The researchers point out that “stylistic and socioemotional factors play a greater role in passing the Turing Test than traditional notions of intelligence.”

The researchers say that this does not necessarily mean that the AI ​​has become more intelligent, but only that it has become better at pretending to be human (symbol image).

As reasons for identifying their interlocutor as a robot, the interrogators cited style, personality and tone of voice significantly more often than anything related to intelligence.

One of the most successful strategies for identifying robots was to ask about human experiences. This strategy worked in 75 percent of cases.

This suggests that the Turing Test does not actually prove the intelligence of a system, but rather measures its ability to imitate or deceive humans.

The researchers say this provides, at best, “probabilistic” support for the claim that ChatGPT is intelligent.

Participants identified the AI ​​based on an assessment of their personality and personal information rather than information based on their intelligence.

Click here to resize this module

However, this does not mean that the Turing Test is worthless, as researchers point out that the ability to impersonate a human will have enormous economic and social consequences.

The researchers say that sufficiently convincing AIs “could take on economically valuable customer-facing tasks previously reserved for human workers, mislead the public or their own human operators, and undermine societal trust in authentic human interactions.”

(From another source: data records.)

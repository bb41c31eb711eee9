use serde::{Deserialize, Serialize};

pub mod ambient;
pub mod environment;
pub mod overlay;
pub mod presence;
pub mod system;
pub mod timer;

use ambient::AmbientMsg;
use environment::EnvironmentMsg;
use overlay::OverlayMsg;
use presence::PresenceMsg;
use system::SystemMsg;
use timer::TimerMsg;

/// Domain messages representing application intent
/// These are processed by the update function and represent pure domain events
#[derive(Debug, Clone, PartialEq, Serialize, Deserialize)]
pub enum Msg {
    // System operations (delegated to SystemState)
    System(SystemMsg),

    // Focus timer operations (delegated to TimerState)
    Timer(TimerMsg),

    // Theme selection (handled by the root)
    Environment(EnvironmentMsg),

    // Avatar picker and roster (delegated to PresenceState)
    Presence(PresenceMsg),

    // Ambient sound panel (delegated to AmbientState)
    Ambient(AmbientMsg),

    // Particle overlay (delegated to OverlayState)
    Overlay(OverlayMsg),
}

impl Msg {
    /// Helper to exclude frequent messages during debugging
    pub fn is_frequent(&self) -> bool {
        match self {
            Msg::Timer(msg) => msg.is_frequent(),
            _ => false,
        }
    }
}
//! Component collection and management
//!
//! Components are stateless renderers that receive state as parameters.

use std::time::Duration;

use ratatui::prelude::*;

use crate::{
    core::state::{AppState, Panel},
    domain::environment::Environment,
    presentation::palette::Palette,
};

pub mod ambient;
pub mod environment;
pub mod overlay;
pub mod presence;
pub mod splash;
pub mod status_bar;
pub mod timer;

pub use ambient::AmbientComponent;
pub use environment::EnvironmentComponent;
pub use overlay::OverlayComponent;
pub use presence::PresenceComponent;
pub use splash::SplashComponent;
pub use status_bar::StatusBarComponent;
pub use timer::TimerComponent;

/// Per-frame inputs that do not live in `AppState`
#[derive(Debug, Clone, Copy, PartialEq)]
pub struct ViewContext {
    /// The theme currently applied through the theming boundary
    pub theme: Environment,
    pub palette: Palette,
    /// Time since the app started, drives every animation
    pub elapsed: Duration,
}

impl ViewContext {
    pub fn new(state: &AppState, theme: Environment, elapsed: Duration) -> Self {
        Self {
            theme,
            palette: Palette::from_styles(&state.config.config.styles, theme),
            elapsed,
        }
    }

    /// Border style of `panel`, highlighted while it has focus
    pub fn border_style(&self, state: &AppState, panel: Panel) -> Style {
        if state.system.focused_panel == panel {
            self.palette.highlight
        } else {
            self.palette.border
        }
    }
}

/// Collection of all components
#[derive(Debug, Default)]
pub struct Components {
    pub environment: EnvironmentComponent,
    pub overlay: OverlayComponent,
    pub timer: TimerComponent,
    pub presence: PresenceComponent,
    pub ambient: AmbientComponent,
    pub status_bar: StatusBarComponent,
    pub splash: SplashComponent,
}

impl Components {
    pub fn new() -> Self {
        Self::default()
    }

    /// Render the whole root view
    pub fn render(&self, frame: &mut Frame, state: &AppState, ctx: &ViewContext) {
        let area = frame.area();
        frame.render_widget(
            ratatui::widgets::Block::default().style(ctx.palette.background),
            area,
        );

        if state.system.show_splash {
            self.splash.view(state, ctx, frame, area);
            return;
        }

        // [header, main area, status bar]
        let rows = Layout::vertical([
            Constraint::Length(1),
            Constraint::Min(0),
            Constraint::Length(1),
        ])
        .split(area);

        self.environment.view(state, ctx, frame, rows[0]);

        // [scene with particles, panels]
        let columns = Layout::horizontal([Constraint::Percentage(55), Constraint::Percentage(45)])
            .split(rows[1]);
        self.overlay.view(state, ctx, frame, columns[0]);

        let panels = Layout::vertical([
            Constraint::Length(8),
            Constraint::Min(6),
            Constraint::Length(9),
        ])
        .split(columns[1]);
        self.timer.view(state, ctx, frame, panels[0]);
        self.presence.view(state, ctx, frame, panels[1]);
        self.ambient.view(state, ctx, frame, panels[2]);

        self.status_bar.view(state, ctx, frame, rows[2]);
    }
}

Ultimately, the Turing Test may represent only part of what we need to assess when developing an AI system.

Ms Watson says: “Pure intellect only goes so far. What really counts is being intelligent enough to understand a situation and the capabilities of others and having the empathy needed to put those elements together.”

“Skills are only a small part of AI’s value – its ability to understand the values, preferences and limitations of others is equally important.”